§ **REQUIREMENT**: Below are entries; work out how many of their lines hold "struct", giving only that number.

- - - - - - -

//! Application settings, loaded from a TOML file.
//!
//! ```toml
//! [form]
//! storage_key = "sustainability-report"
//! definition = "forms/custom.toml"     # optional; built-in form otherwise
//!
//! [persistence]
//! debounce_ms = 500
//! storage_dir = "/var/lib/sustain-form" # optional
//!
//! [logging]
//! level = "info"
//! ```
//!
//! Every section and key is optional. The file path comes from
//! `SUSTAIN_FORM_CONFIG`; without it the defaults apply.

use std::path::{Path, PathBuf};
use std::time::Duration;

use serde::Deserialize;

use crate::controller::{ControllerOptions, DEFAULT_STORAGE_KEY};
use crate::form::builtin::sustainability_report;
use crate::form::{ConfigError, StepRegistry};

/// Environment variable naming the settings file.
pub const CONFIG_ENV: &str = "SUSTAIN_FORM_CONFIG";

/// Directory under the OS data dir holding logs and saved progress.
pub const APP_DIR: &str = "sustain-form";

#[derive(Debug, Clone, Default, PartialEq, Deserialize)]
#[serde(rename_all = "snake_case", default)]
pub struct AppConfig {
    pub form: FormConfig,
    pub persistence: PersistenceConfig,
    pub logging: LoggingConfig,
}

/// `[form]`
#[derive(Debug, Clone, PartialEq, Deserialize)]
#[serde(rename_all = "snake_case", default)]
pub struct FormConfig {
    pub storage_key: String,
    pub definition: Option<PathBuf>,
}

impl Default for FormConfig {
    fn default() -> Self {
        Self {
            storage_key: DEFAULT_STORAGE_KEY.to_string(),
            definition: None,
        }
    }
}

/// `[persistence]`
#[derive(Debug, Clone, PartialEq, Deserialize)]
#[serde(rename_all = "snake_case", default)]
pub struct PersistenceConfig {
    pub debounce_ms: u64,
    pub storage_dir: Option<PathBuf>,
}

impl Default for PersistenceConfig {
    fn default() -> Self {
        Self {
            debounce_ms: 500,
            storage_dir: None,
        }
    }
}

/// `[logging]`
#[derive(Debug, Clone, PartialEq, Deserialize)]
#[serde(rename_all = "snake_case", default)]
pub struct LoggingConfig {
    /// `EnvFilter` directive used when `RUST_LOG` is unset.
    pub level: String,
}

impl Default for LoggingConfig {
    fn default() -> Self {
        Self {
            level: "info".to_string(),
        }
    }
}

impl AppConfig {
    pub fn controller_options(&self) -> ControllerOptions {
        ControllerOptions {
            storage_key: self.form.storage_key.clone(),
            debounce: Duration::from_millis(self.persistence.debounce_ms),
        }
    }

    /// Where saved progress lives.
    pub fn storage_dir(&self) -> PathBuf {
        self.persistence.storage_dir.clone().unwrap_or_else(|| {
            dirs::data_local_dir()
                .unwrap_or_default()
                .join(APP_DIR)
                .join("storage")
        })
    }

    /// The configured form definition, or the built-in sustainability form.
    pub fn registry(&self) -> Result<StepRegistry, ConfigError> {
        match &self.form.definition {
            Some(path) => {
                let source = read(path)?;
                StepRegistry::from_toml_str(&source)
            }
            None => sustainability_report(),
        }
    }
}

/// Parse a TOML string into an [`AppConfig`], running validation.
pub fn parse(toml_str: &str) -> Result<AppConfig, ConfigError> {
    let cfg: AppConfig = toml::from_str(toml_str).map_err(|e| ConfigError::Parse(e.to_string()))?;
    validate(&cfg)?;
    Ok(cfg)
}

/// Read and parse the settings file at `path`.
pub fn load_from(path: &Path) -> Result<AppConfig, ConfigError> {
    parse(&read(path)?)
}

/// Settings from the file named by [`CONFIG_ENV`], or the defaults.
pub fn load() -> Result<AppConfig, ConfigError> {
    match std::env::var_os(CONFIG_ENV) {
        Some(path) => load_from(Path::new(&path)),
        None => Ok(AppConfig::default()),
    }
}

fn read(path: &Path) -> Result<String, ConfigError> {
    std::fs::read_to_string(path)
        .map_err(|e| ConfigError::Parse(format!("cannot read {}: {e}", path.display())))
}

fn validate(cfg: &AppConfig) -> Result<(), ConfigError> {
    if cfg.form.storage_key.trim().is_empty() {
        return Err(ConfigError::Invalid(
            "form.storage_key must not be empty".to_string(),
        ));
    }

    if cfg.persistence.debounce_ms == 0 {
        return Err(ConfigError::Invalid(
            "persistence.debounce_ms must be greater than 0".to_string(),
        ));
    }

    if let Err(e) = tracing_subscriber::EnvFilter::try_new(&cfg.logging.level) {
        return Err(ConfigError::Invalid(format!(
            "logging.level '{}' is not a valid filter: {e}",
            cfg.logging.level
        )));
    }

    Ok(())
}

- - - - - - -

§ **ANSWER SPACE**: 4